Hi dvdksslr. A 2nd generation commercial bee keeper recently told me, as you already know, that 80 lbs of honey should be left to the bees and have always gotten his hives through upstate NY winters. I too have two Warre hives with three full boxes each, two of which are speculated honey stores. From his advice and other resources, I feel pretty confident moving into winter. I know this is still only speculation and not personal experience, but I hope it helps.


----------



## Bee14me (Jan 4, 2016)

If you have additional boxes meant for expansion that are not in use, as I do, it's recommended to remove them before winter to help reduce the thermal draw on the hive.


----------



## dvdksslr (May 5, 2012)

Thanks, I think I will leave all three boxes on the two hives for this winter. I have another Warre with just 2 boxes - so I'll see how they each do this winter.


----------



## gww (Feb 14, 2015)

I have a question on thermal draw. Does a empty box on bottom really cause thermal draw? I know abby put extra boxes on really early in the year and in langs in spring the lower box is usually empty.
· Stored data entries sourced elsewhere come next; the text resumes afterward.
use std::collections::{HashMap, HashSet};

use gtfs_model::RouteType;

use crate::feed::GtfsFeed;

/// The canonical per-trip lookup: route, service and block linkage, the
/// three foreign keys every trip-scoped rule ends up needing together.
#[derive(Debug, Clone)]
pub struct TripIndexEntry {
    pub route_id: String,
    pub service_id: String,
    pub block_id: Option<String>,
}

/// Cross-table lookups built once after a feed loads, so rules that need
/// them (foreign-key checks, trip-overlap checks, shape lookups) don't
/// each recompute the same scan. Every identifier here is trimmed the
/// same way individual rules trim their own CSV fields, so a rule reading
/// from the index sees exactly what a rule that re-scanned the feed
/// would see.
#[derive(Debug, Clone, Default)]
pub struct ReferenceIndex {
    pub stop_ids: HashSet<String>,
    pub agency_ids: HashSet<String>,
    pub route_types: HashMap<String, RouteType>,
    pub service_ids: HashSet<String>,
    pub used_service_ids: HashSet<String>,
    pub trips: HashMap<String, TripIndexEntry>,
    /// Row indices into `feed.stop_times.rows`, grouped by trip_id and
    /// sorted by `stop_sequence` ascending so timing validators can
    /// assume order without re-sorting.
    pub stop_times_by_trip: HashMap<String, Vec<usize>>,
    pub shape_ids: HashSet<String>,
}

fn trimmed(value: &str) -> Option<String> {
    let trimmed = value.trim();
    if trimmed.is_empty() {
        None
    } else {
        Some(trimmed.to_string())
    }
}

impl ReferenceIndex {
    pub fn build(feed: &GtfsFeed) -> Self {
        let mut stop_ids = HashSet::new();
        for stop in &feed.stops.rows {
            if let Some(id) = trimmed(&stop.stop_id) {
                stop_ids.insert(id);
            }
        }

        let mut agency_ids = HashSet::new();
        for agency in &feed.agency.rows {
            if let Some(id) = agency.agency_id.as_deref().and_then(trimmed) {
                agency_ids.insert(id);
            }
        }

        let mut route_types = HashMap::new();
        for route in &feed.routes.rows {
            if let Some(id) = trimmed(&route.route_id) {
                route_types.insert(id, route.route_type);
            }
        }

        let mut service_ids = HashSet::new();
        if let Some(calendar) = &feed.calendar {
            for row in &calendar.rows {
                if let Some(id) = trimmed(&row.service_id) {
                    service_ids.insert(id);
                }
            }
        }
        if let Some(calendar_dates) = &feed.calendar_dates {
            for row in &calendar_dates.rows {
                if let Some(id) = trimmed(&row.service_id) {
                    service_ids.insert(id);
                }
            }
        }

        let mut used_service_ids = HashSet::new();
        let mut trips = HashMap::new();
        for trip in &feed.trips.rows {
            if let Some(service_id) = trimmed(&trip.service_id) {
                used_service_ids.insert(service_id.clone());
                if let Some(trip_id) = trimmed(&trip.trip_id) {
                    trips.insert(
                        trip_id,
                        TripIndexEntry {
                            route_id: trimmed(&trip.route_id).unwrap_or_default(),
                            service_id,
                            block_id: trip.block_id.as_deref().and_then(trimmed),
                        },
                    );
                }
            }
        }

        let mut stop_times_by_trip: HashMap<String, Vec<usize>> = HashMap::new();
        for (index, stop_time) in feed.stop_times.rows.iter().enumerate() {
            if let Some(trip_id) = trimmed(&stop_time.trip_id) {
                stop_times_by_trip.entry(trip_id).or_default().push(index);
            }
        }
        for indices in stop_times_by_trip.values_mut() {
            indices.sort_by_key(|&index| feed.stop_times.rows[index].stop_sequence);
        }

        let mut shape_ids = HashSet::new();
        if let Some(shapes) = &feed.shapes {
            for shape in &shapes.rows {
                if let Some(id) = trimmed(&shape.shape_id) {
                    shape_ids.insert(id);
                }
            }
        }

        Self {
            stop_ids,
            agency_ids,
            route_types,
            service_ids,
            used_service_ids,
            trips,
            stop_times_by_trip,
            shape_ids,
        }
    }
}
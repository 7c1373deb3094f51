use std::collections::HashMap;

use crate::{GtfsFeed, NoticeContainer, NoticeSeverity, ValidationNotice, Validator};
use gtfs_model::RouteType;

const CODE_DUPLICATE_ROUTE_NAME: &str = "duplicate_route_name";

#[derive(Debug, Default)]
pub struct DuplicateRouteNameValidator;

impl Validator for DuplicateRouteNameValidator {
    fn name(&self) -> &'static str {
        "duplicate_route_name"
    }

    fn validate(&self, feed: &GtfsFeed, notices: &mut NoticeContainer) {
        let mut seen: HashMap<RouteKey, RouteEntry> = HashMap::new();
        for (index, route) in feed.routes.rows.iter().enumerate() {
            let row_number = feed.routes.row_number(index);
            let key = RouteKey::new(route);
            let entry = RouteEntry::new(route, row_number);
            if let Some(prev) = seen.get(&key) {
                let mut notice = ValidationNotice::new(
                    CODE_DUPLICATE_ROUTE_NAME,
                    NoticeSeverity::Warning,
                    "duplicate route_short_name/route_long_name for same agency and route_type",
                );
                notice.insert_context_field("csvRowNumber1", prev.row_number);
                notice.insert_context_field("routeId1", prev.route_id.as_str());
                notice.insert_context_field("csvRowNumber2", entry.row_number);
                notice.insert_context_field("routeId2", entry.route_id.as_str());
                notice.insert_context_field("routeShortName", prev.route_short_name.as_str());
                notice.insert_context_field("routeLongName", prev.route_long_name.as_str());
                notice.insert_context_field("routeTypeValue", prev.route_type);
                notice.insert_context_field("agencyId", prev.agency_id.as_str());
                notice.field_order = vec![
                    "agencyId".to_string(),
                    "csvRowNumber1".to_string(),
                    "csvRowNumber2".to_string(),
                    "routeId1".to_string(),
                    "routeId2".to_string(),
                    "routeLongName".to_string(),
                    "routeShortName".to_string(),
                    "routeTypeValue".to_string(),
                ];
                notices.push(notice);
            } else {
                seen.insert(key, entry);
            }
        }
    }
}

#[derive(Debug, Hash, PartialEq, Eq)]
struct RouteKey {
    route_short_name: String,
    route_long_name: String,
    route_type: i32,
    agency_id: String,
}

#[derive(Debug)]
struct RouteEntry {
    row_number: u64,
    route_id: String,
    route_short_name: String,
    route_long_name: String,
    route_type: i32,
    agency_id: String,
}

impl RouteEntry {
    fn new(route: &gtfs_model::Route, row_number: u64) -> Self {
        Self {
            row_number,
            route_id: route.route_id.clone(),
            route_short_name: route
                .route_short_name
                .as_deref()
                .unwrap_or("")
                .trim()
                .to_string(),
            route_long_name: route
                .route_long_name
                .as_deref()
                .unwrap_or("")
                .trim()
                .to_string(),
            route_type: route_type_value(route.route_type),
            agency_id: route.agency_id.as_deref().unwrap_or("").trim().to_string(),
        }
    }
}

impl RouteKey {
    fn new(route: &gtfs_model::Route) -> Self {
        Self {
            route_short_name: route
                .route_short_name
                .as_deref()
                .unwrap_or("")
                .trim()
                .to_string(),
            route_long_name: route
                .route_long_name
                .as_deref()
                .unwrap_or("")
                .trim()
                .to_string(),
            route_type: route_type_value(route.route_type),
            agency_id: route.agency_id.as_deref().unwrap_or("").trim().to_string(),
        }
    }
}

fn route_type_value(route_type: RouteType) -> i32 {
    match route_type {
        RouteType::Tram => 0,
        RouteType::Subway => 1,
        RouteType::Rail => 2,
        RouteType::Bus => 3,
        RouteType::Ferry => 4,
        RouteType::CableCar => 5,
        RouteType::Gondola => 6,
        RouteType::Funicular => 7,
        RouteType::Trolleybus => 11,
        RouteType::Monorail => 12,
        RouteType::Extended(value) => value as i32,
        RouteType::Unknown => -1,
    }
}

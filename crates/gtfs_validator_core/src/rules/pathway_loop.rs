use crate::{GtfsFeed, NoticeContainer, NoticeSeverity, ValidationNotice, Validator};

const CODE_PATHWAY_LOOP: &str = "pathway_loop";

#[derive(Debug, Default)]
pub struct PathwayLoopValidator;

impl Validator for PathwayLoopValidator {
    fn name(&self) -> &'static str {
        "pathway_loop"
    }

    fn validate(&self, feed: &GtfsFeed, notices: &mut NoticeContainer) {
        let Some(pathways) = &feed.pathways else {
            return;
        };

        for (index, pathway) in pathways.rows.iter().enumerate() {
            let row_number = pathways.row_number(index);
            let from_id = pathway.from_stop_id.trim();
            let to_id = pathway.to_stop_id.trim();
            if from_id.is_empty() || to_id.is_empty() {
                continue;
            }
            if from_id == to_id {
                let mut notice = ValidationNotice::new(
                    CODE_PATHWAY_LOOP,
                    NoticeSeverity::Warning,
                    "pathway from_stop_id and to_stop_id must be different",
                );
                notice.insert_context_field("csvRowNumber", row_number);
                notice.insert_context_field("pathwayId", pathway.pathway_id.as_str());
                notice.insert_context_field("stopId", from_id);
                notice.field_order = vec![
                    "csvRowNumber".into(),
                    "pathwayId".into(),
                    "stopId".into(),
                ];
                notices.push(notice);
            }
        }
    }
}
use std::collections::{BTreeSet, HashMap};

use chrono::{Datelike, NaiveDate};

use crate::{GtfsFeed, NoticeContainer, NoticeSeverity, ValidationNotice, Validator};
use gtfs_model::{ExceptionType, GtfsDate, ServiceAvailability};

const CODE_EXPIRED_CALENDAR: &str = "expired_calendar";

#[derive(Debug, Default)]
pub struct ExpiredCalendarValidator;

struct ServiceDates {
    dates_by_service: HashMap<String, BTreeSet<NaiveDate>>,
    calendar_row_by_service_id: HashMap<String, u64>,
    calendar_date_row_by_service_id: HashMap<String, u64>,
}

impl Validator for ExpiredCalendarValidator {
    fn name(&self) -> &'static str {
        "expired_calendar"
    }

    fn validate(&self, feed: &GtfsFeed, notices: &mut NoticeContainer) {
        let service_dates = build_service_dates(feed);
        let validation_date = crate::validation_date();

        let is_calendar_empty = feed
            .calendar
            .as_ref()
            .map_or(true, |table| table.rows.is_empty());

        let mut notices_to_return: Vec<ValidationNotice> = Vec::new();
        let mut expired_calendar_dates_notices: Vec<ValidationNotice> = Vec::new();
        let mut all_calendar_expired = true;

        for (service_id, dates) in &service_dates.dates_by_service {
            let Some(last_date) = dates.iter().last().copied() else {
                continue;
            };
            if last_date < validation_date {
                if let Some(row_number) = service_dates.calendar_row_by_service_id.get(service_id) {
                    notices_to_return.push(expired_notice(*row_number, service_id));
                } else if is_calendar_empty && all_calendar_expired {
                    let row_number = service_dates
                        .calendar_date_row_by_service_id
                        .get(service_id)
                        .copied()
                        .unwrap_or(0);
                    expired_calendar_dates_notices.push(expired_notice(row_number, service_id));
                }
            } else {
                all_calendar_expired = false;
            }
        }

        if is_calendar_empty && all_calendar_expired {
            notices_to_return.extend(expired_calendar_dates_notices);
        }

        notices_to_return.sort_by_key(notice_csv_row_number);
        for notice in notices_to_return {
            notices.push(notice);
        }
    }
}

fn expired_notice(row_number: u64, service_id: &str) -> ValidationNotice {
    let mut notice = ValidationNotice::new(
        CODE_EXPIRED_CALENDAR,
        NoticeSeverity::Warning,
        "service dates are expired",
    );
    notice.insert_context_field("csvRowNumber", row_number);
    notice.insert_context_field("serviceId", service_id);
    notice.field_order = vec!["csvRowNumber".into(), "serviceId".into()];
    notice
}

fn build_service_dates(feed: &GtfsFeed) -> ServiceDates {
    let mut dates_by_service: HashMap<String, BTreeSet<NaiveDate>> = HashMap::new();
    let mut calendar_row_by_service_id: HashMap<String, u64> = HashMap::new();
    let mut calendar_date_row_by_service_id: HashMap<String, u64> = HashMap::new();

    if let Some(calendar) = &feed.calendar {
        for (index, row) in calendar.rows.iter().enumerate() {
            let Some(mut current) = gtfs_date_to_naive(row.start_date) else {
                continue;
            };
            let Some(mut end_date) = gtfs_date_to_naive(row.end_date) else {
                continue;
            };
            if current > end_date {
                end_date = current;
            }

            let service_id = row.service_id.trim();
            if service_id.is_empty() {
                continue;
            }
            calendar_row_by_service_id
                .entry(service_id.to_string())
                .or_insert(calendar.row_number(index));
            let entry = dates_by_service.entry(service_id.to_string()).or_default();
            while current <= end_date {
                if service_available_on_date(row, current) {
                    entry.insert(current);
                }
                match current.succ_opt() {
                    Some(next) => current = next,
                    None => break,
                }
            }
        }
    }

    if let Some(calendar_dates) = &feed.calendar_dates {
        for (index, row) in calendar_dates.rows.iter().enumerate() {
            let Some(date) = gtfs_date_to_naive(row.date) else {
                continue;
            };
            let service_id = row.service_id.trim();
            if service_id.is_empty() {
                continue;
            }
            let row_number = calendar_dates.row_number(index);
            calendar_date_row_by_service_id
                .entry(service_id.to_string())
                .and_modify(|existing| {
                    if row_number < *existing {
                        *existing = row_number;
                    }
                })
                .or_insert(row_number);
            let entry = dates_by_service.entry(service_id.to_string()).or_default();
            match row.exception_type {
                ExceptionType::Added => {
                    entry.insert(date);
                }
                ExceptionType::Removed => {
                    entry.remove(&date);
                }
                _ => {}
            }
        }
    }

    ServiceDates {
        dates_by_service,
        calendar_row_by_service_id,
        calendar_date_row_by_service_id,
    }
}

fn notice_csv_row_number(notice: &ValidationNotice) -> u64 {
    notice
        .context
        .get("csvRowNumber")
        .and_then(|value| value.as_u64())
        .unwrap_or(0)
}

fn gtfs_date_to_naive(date: GtfsDate) -> Option<NaiveDate> {
    NaiveDate::from_ymd_opt(date.year(), date.month() as u32, date.day() as u32)
}

fn service_available_on_date(calendar: &gtfs_model::Calendar, date: NaiveDate) -> bool {
    match date.weekday() {
        chrono::Weekday::Mon => is_available(calendar.monday),
        chrono::Weekday::Tue => is_available(calendar.tuesday),
        chrono::Weekday::Wed => is_available(calendar.wednesday),
        chrono::Weekday::Thu => is_available(calendar.thursday),
        chrono::Weekday::Fri => is_available(calendar.friday),
        chrono::Weekday::Sat => is_available(calendar.saturday),
        chrono::Weekday::Sun => is_available(calendar.sunday),
    }
}

fn is_available(availability: ServiceAvailability) -> bool {
    matches!(availability, ServiceAvailability::Available)
}

#[cfg(test)]
mod tests {
    use super::*;
    use crate::CsvTable;

    #[test]
    fn emits_notice_for_expired_calendar() {
        let today = chrono::Utc::now().date_naive();
        let past = today - chrono::Duration::days(10);

        let mut feed = base_feed();
        feed.calendar = Some(CsvTable {
            headers: Vec::new(),
            rows: vec![calendar_row("SVC1", past, past)],
            row_numbers: Vec::new(),
        });

        let mut notices = NoticeContainer::new();
        ExpiredCalendarValidator.validate(&feed, &mut notices);

        assert_eq!(notices.len(), 1);
        let notice = notices.iter().next().unwrap();
        assert_eq!(notice.code, CODE_EXPIRED_CALENDAR);
        assert_eq!(context_u64(notice, "csvRowNumber"), 2);
        assert_eq!(context_str(notice, "serviceId"), "SVC1");
    }

    #[test]
    fn passes_when_calendar_not_expired() {
        let today = chrono::Utc::now().date_naive();
        let future = today + chrono::Duration::days(10);

        let mut feed = base_feed();
        feed.calendar = Some(CsvTable {
            headers: Vec::new(),
            rows: vec![calendar_row("SVC1", today, future)],
            row_numbers: Vec::new(),
        });

        let mut notices = NoticeContainer::new();
        ExpiredCalendarValidator.validate(&feed, &mut notices);

        assert!(notices.is_empty());
    }

    #[test]
    fn emits_notice_for_expired_calendar_dates_when_calendar_missing() {
        let today = chrono::Utc::now().date_naive();
        let past = today - chrono::Duration::days(1);

        let mut feed = base_feed();
        feed.calendar = None;
        feed.calendar_dates = Some(CsvTable {
            headers: Vec::new(),
            rows: vec![gtfs_model::CalendarDate {
                service_id: "SVC1".into(),
                date: gtfs_date(past),
                exception_type: ExceptionType::Added,
            }],
            row_numbers: Vec::new(),
        });

        let mut notices = NoticeContainer::new();
        ExpiredCalendarValidator.validate(&feed, &mut notices);

        assert_eq!(notices.len(), 1);
        let notice = notices.iter().next().unwrap();
        assert_eq!(notice.code, CODE_EXPIRED_CALENDAR);
        assert_eq!(context_u64(notice, "csvRowNumber"), 2);
        assert_eq!(context_str(notice, "serviceId"), "SVC1");
    }

    #[test]
    fn skips_calendar_dates_when_not_all_expired() {
        let today = chrono::Utc::now().date_naive();
        let past = today - chrono::Duration::days(1);
        let future = today + chrono::Duration::days(1);

        let mut feed = base_feed();
        feed.calendar = None;
        feed.calendar_dates = Some(CsvTable {
            headers: Vec::new(),
            rows: vec![
                gtfs_model::CalendarDate {
                    service_id: "SVC1".into(),
                    date: gtfs_date(past),
                    exception_type: ExceptionType::Added,
                },
                gtfs_model::CalendarDate {
                    service_id: "SVC2".into(),
                    date: gtfs_date(future),
                    exception_type: ExceptionType::Added,
                },
            ],
            row_numbers: Vec::new(),
        });

        let mut notices = NoticeContainer::new();
        ExpiredCalendarValidator.validate(&feed, &mut notices);

        assert!(notices.is_empty());
    }

    fn calendar_row(
        service_id: &str,
        start: NaiveDate,
        end: NaiveDate,
    ) -> gtfs_model::Calendar {
        gtfs_model::Calendar {
            service_id: service_id.into(),
            monday: ServiceAvailability::Available,
            tuesday: ServiceAvailability::Available,
            wednesday: ServiceAvailability::Available,
            thursday: ServiceAvailability::Available,
            friday: ServiceAvailability::Available,
            saturday: ServiceAvailability::Available,
            sunday: ServiceAvailability::Available,
            start_date: gtfs_date(start),
            end_date: gtfs_date(end),
        }
    }

    fn gtfs_date(date: NaiveDate) -> GtfsDate {
        GtfsDate::parse(&date.format("%Y%m%d").to_string()).expect("date")
    }

    fn base_feed() -> GtfsFeed {
        GtfsFeed {
            agency: CsvTable {
                headers: Vec::new(),
                rows: vec![gtfs_model::Agency {
                    agency_id: Some("A1".into()),
                    agency_name: "Agency".into(),
                    agency_url: "https://example.com".into(),
                    agency_timezone: "UTC".into(),
                    agency_lang: None,
                    agency_phone: None,
                    agency_fare_url: None,
                    agency_email: None,
                }],
                row_numbers: Vec::new(),
            },
            stops: CsvTable {
                headers: Vec::new(),
                rows: Vec::new(),
                row_numbers: Vec::new(),
            },
            routes: CsvTable {
                headers: Vec::new(),
                rows: Vec::new(),
                row_numbers: Vec::new(),
            },
            trips: CsvTable {
                headers: Vec::new(),
                rows: Vec::new(),
                row_numbers: Vec::new(),
            },
            stop_times: CsvTable {
                headers: Vec::new(),
                rows: Vec::new(),
                row_numbers: Vec::new(),
            },
            calendar: None,
            calendar_dates: None,
            fare_attributes: None,
            fare_rules: None,
            fare_media: None,
            fare_products: None,
            fare_leg_rules: None,
            fare_transfer_rules: None,
            fare_leg_join_rules: None,
            areas: None,
            stop_areas: None,
            timeframes: None,
            rider_categories: None,
            shapes: None,
            frequencies: None,
            transfers: None,
            location_groups: None,
            location_group_stops: None,
            locations: None,
            booking_rules: None,
            feed_info: None,
            attributions: None,
            levels: None,
            pathways: None,
            translations: None,
            networks: None,
            route_networks: None,
            index: crate::reference_index::ReferenceIndex::default(),
        }
    }

    fn context_u64(notice: &ValidationNotice, key: &str) -> u64 {
        notice
            .context
            .get(key)
            .and_then(|value| value.as_u64())
            .unwrap_or(0)
    }

    fn context_str<'a>(notice: &'a ValidationNotice, key: &str) -> &'a str {
        notice
            .context
            .get(key)
            .and_then(|value| value.as_str())
            .unwrap_or("")
    }
}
Usually only the cluster area is heated. I ask cause I am new and don't know.
Thanks
gww


----------



## Bee14me (Jan 4, 2016)

From my understanding, any space not taken up by comb (dead space) is heat wasted. Think of it as trying to cool a room with an a/c unit. The larger the room the more btu's the a/c unit must have in order to be efficient and capable of cooling said room. Same applies to our hives. The smaller the area, the less calories/effort/honey needed to keep the hive at "X" temp. It's been said that an outside temp of 44f will show an inside center mass temp of 95f, 71f above the mass and 52f anywhere there is dead space. Mind you this is not my personal observations, though I do plan on using our departments thermal cam. soon to see for myself. Eventually I want to set up temp and humidity sensors in every box including the quilt. 
This is not to say that sealing the hive shut and insulating the outside is the path to take either.... A controlled draft is supposedly still very beneficial in keeping any excess humidity out of the center mass and into the quilt box. Hope this helps some


----------



## grantsbees (May 9, 2016)

Heat rises. This is why the quilt box works so well as it helps slow the heat from escaping through the roof of the hive. I would think that empty space at the bottom of the hive would be more akin to a basement. It will be cooler than the upper boxes, but you won't lose heat through the lower box.


----------



## kygreer (May 16, 2015)

So in a situation with two full boxes on top and one empty box on bottom (warre) would you remove the empty box? I have two hives like this going through their first winter. I already removed one of the empty bottom boxes but am wondering now if I should have left it because now there is comb right near the entrance and the base board.
It seems an empty box on the bottom wouldn't cool the cluster (heat rises), it might provide a little wind break through the entrance, and it would give them a little room in the spring if they want more room early. And it's easier just to leave it there, since I'd be putting it back in the spring.
So should I replace the empty bottom box I removed? Should I remove the one I haven't yet?
On the Colorado Front Range with pretty good cold snaps. Thanks


----------